(Dataset records)
>>>>

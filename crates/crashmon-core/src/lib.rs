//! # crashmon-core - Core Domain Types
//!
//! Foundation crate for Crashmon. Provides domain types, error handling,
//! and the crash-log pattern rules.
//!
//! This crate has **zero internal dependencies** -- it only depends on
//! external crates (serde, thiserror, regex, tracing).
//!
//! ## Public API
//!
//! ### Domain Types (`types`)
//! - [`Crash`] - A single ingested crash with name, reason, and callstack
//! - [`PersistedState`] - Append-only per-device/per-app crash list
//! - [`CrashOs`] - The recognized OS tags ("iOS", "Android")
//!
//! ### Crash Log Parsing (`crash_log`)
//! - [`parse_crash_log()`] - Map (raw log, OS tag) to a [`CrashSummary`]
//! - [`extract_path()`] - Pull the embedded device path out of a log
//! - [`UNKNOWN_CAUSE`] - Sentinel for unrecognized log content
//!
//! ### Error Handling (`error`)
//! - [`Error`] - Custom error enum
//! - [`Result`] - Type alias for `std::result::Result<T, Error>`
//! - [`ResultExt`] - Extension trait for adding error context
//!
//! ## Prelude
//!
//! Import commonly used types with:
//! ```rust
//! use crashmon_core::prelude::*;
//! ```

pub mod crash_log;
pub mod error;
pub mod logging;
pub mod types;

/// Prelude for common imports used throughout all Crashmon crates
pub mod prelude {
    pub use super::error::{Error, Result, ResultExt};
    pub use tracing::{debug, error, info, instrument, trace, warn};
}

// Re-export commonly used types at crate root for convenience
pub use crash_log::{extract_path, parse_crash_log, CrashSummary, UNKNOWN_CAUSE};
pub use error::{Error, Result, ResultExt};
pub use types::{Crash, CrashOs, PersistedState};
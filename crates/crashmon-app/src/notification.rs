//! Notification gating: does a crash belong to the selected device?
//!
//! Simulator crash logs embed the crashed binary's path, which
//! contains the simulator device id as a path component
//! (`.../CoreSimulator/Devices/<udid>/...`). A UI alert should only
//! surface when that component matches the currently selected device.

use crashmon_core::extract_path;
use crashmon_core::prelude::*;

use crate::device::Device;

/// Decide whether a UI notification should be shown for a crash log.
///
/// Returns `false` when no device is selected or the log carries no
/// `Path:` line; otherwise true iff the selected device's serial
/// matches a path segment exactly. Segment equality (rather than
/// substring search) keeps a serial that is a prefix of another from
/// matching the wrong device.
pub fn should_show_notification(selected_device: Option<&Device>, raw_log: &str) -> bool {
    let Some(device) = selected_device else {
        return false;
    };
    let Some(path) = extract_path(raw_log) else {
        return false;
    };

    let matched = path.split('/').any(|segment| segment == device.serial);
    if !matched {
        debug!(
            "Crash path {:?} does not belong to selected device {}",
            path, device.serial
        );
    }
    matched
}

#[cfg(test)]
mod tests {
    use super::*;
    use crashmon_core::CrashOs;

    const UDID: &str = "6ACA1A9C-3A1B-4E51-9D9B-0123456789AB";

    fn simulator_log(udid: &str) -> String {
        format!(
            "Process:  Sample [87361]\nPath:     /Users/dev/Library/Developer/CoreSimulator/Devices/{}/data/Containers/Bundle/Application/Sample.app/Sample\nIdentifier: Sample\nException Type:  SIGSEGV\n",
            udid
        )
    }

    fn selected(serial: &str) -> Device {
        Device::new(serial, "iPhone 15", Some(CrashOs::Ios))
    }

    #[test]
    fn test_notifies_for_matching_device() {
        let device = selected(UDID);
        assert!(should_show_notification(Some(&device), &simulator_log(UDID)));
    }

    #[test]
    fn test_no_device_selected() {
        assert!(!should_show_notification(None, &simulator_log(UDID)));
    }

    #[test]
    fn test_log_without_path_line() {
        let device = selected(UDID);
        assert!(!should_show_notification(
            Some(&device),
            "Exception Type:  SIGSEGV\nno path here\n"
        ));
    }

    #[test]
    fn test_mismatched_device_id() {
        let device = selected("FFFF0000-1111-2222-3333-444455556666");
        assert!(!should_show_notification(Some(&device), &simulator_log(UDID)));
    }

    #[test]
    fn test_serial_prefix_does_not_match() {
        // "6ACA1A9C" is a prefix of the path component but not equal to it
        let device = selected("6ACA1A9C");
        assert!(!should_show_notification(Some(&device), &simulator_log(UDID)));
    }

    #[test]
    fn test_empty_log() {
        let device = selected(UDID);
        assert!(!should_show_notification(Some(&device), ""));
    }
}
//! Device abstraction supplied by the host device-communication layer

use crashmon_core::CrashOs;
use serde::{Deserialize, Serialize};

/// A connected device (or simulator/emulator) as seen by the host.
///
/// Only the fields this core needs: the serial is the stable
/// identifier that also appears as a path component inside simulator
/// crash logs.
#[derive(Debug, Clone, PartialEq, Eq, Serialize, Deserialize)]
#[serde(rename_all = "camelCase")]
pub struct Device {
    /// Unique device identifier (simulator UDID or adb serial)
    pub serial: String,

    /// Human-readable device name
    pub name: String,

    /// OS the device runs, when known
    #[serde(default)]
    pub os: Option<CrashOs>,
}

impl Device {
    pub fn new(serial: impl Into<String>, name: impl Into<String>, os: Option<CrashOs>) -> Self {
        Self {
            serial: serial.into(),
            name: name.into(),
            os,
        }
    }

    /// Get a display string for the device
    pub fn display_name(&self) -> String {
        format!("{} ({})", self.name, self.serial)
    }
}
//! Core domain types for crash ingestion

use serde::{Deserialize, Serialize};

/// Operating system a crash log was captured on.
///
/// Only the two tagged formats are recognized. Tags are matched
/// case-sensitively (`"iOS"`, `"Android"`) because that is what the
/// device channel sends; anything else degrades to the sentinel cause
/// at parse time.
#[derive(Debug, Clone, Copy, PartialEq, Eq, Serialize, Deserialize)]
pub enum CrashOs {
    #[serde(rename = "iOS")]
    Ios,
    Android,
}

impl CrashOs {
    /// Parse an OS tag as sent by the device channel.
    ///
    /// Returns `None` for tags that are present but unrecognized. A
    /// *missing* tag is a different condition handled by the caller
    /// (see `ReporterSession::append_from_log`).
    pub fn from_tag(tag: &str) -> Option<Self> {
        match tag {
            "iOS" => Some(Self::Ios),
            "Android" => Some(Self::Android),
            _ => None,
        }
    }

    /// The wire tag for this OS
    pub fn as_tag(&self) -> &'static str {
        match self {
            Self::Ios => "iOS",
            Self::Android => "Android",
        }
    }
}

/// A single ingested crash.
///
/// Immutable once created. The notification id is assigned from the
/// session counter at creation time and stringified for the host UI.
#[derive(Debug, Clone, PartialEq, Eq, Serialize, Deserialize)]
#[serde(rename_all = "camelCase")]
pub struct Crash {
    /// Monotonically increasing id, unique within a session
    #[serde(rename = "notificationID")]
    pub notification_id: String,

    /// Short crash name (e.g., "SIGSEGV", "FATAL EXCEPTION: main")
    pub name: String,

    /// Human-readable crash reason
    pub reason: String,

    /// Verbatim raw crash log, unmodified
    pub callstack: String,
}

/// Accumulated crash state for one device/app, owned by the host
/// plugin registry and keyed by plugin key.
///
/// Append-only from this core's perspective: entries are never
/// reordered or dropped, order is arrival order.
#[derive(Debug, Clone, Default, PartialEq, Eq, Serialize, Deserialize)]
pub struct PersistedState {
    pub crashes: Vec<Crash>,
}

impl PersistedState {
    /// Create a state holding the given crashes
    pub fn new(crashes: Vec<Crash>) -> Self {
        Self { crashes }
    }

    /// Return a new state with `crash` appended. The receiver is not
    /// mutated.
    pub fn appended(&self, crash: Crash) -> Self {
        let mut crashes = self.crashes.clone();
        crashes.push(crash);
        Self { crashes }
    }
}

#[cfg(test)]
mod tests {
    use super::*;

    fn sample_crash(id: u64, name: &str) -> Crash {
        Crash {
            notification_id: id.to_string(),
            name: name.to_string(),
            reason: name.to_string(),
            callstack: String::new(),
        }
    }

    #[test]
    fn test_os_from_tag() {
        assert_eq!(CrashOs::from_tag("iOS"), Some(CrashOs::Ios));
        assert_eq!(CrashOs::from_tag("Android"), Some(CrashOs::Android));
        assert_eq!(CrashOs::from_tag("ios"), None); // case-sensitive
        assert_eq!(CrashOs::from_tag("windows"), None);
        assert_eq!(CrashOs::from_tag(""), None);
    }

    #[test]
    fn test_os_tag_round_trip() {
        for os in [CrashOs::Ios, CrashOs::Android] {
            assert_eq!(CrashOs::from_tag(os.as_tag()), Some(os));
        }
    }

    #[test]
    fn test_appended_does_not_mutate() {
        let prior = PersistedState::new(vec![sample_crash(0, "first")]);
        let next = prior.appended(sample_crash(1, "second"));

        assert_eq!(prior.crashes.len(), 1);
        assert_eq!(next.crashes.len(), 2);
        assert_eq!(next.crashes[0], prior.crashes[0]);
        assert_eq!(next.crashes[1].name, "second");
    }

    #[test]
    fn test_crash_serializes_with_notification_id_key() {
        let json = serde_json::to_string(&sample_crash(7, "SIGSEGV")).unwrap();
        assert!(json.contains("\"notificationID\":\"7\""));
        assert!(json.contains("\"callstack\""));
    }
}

<<<<

Problem description: Reprint the data above from the opening line to the line holding "only depends on", inclusive, and nothing else.

Written solution:
filename crates/crashmon-core/src/lib.rs
//! # crashmon-core - Core Domain Types
//!
//! Foundation crate for Crashmon. Provides domain types, error handling,
//! and the crash-log pattern rules.
//!
//! This crate has **zero internal dependencies** -- it only depends on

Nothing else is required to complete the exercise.